(RECORDS PROVIDED):
=== Begin Enclosure ===
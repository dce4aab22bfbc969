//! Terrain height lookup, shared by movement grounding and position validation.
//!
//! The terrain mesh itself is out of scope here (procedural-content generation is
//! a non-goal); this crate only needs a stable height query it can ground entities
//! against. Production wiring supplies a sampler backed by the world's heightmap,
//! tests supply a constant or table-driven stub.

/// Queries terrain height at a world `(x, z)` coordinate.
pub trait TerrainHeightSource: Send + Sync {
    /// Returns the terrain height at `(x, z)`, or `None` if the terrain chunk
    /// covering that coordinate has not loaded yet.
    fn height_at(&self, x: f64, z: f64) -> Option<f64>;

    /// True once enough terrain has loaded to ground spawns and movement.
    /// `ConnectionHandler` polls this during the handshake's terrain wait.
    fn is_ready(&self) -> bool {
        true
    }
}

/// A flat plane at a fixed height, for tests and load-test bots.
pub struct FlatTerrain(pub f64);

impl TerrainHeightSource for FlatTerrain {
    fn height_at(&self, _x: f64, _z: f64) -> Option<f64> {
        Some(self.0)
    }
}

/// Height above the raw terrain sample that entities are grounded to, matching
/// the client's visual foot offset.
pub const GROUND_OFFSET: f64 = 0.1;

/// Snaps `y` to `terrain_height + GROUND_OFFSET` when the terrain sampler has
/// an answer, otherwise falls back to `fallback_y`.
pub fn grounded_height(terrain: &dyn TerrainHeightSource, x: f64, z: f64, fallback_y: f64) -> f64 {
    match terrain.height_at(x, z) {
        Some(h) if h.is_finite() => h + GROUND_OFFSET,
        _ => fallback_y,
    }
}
=== End Enclosure ===
=== Begin Enclosure ===
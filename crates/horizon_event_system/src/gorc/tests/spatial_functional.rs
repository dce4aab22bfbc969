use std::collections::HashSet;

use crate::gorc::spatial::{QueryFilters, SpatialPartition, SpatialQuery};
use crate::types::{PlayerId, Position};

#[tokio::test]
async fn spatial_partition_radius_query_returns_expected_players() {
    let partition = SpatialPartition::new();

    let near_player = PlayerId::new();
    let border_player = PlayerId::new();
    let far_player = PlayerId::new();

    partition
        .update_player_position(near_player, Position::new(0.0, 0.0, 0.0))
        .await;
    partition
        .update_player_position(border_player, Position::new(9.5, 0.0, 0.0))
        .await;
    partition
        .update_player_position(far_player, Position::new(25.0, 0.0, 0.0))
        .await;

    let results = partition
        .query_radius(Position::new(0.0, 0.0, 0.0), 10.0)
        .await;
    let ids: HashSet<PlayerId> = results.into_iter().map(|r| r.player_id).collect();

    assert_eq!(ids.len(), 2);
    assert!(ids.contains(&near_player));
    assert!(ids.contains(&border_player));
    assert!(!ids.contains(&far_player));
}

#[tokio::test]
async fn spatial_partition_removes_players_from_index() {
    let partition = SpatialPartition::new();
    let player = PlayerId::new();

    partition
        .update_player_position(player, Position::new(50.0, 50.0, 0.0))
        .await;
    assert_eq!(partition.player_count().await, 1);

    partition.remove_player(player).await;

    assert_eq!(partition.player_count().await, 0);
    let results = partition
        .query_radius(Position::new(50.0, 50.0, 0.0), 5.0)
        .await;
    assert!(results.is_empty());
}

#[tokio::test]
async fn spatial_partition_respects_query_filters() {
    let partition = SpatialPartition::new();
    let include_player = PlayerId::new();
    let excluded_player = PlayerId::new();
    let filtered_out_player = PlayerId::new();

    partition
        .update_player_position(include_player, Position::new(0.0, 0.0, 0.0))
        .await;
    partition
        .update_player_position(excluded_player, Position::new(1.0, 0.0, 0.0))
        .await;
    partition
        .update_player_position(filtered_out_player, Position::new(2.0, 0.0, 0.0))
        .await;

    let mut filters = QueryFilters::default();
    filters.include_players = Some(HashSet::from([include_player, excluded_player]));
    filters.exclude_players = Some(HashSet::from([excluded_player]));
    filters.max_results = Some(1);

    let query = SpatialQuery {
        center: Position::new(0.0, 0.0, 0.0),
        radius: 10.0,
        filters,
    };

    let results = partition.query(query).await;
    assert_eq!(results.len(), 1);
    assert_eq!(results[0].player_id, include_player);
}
=== End Enclosure ===
(EXERCISE): Please copy every line from the entries that includes the word "Some".

(EXERCISE SOLUTION):
        Some(self.0)
        Some(h) if h.is_finite() => h + GROUND_OFFSET,
    filters.include_players = Some(HashSet::from([include_player, excluded_player]));
    filters.exclude_players = Some(HashSet::from([excluded_player]));
    filters.max_results = Some(1);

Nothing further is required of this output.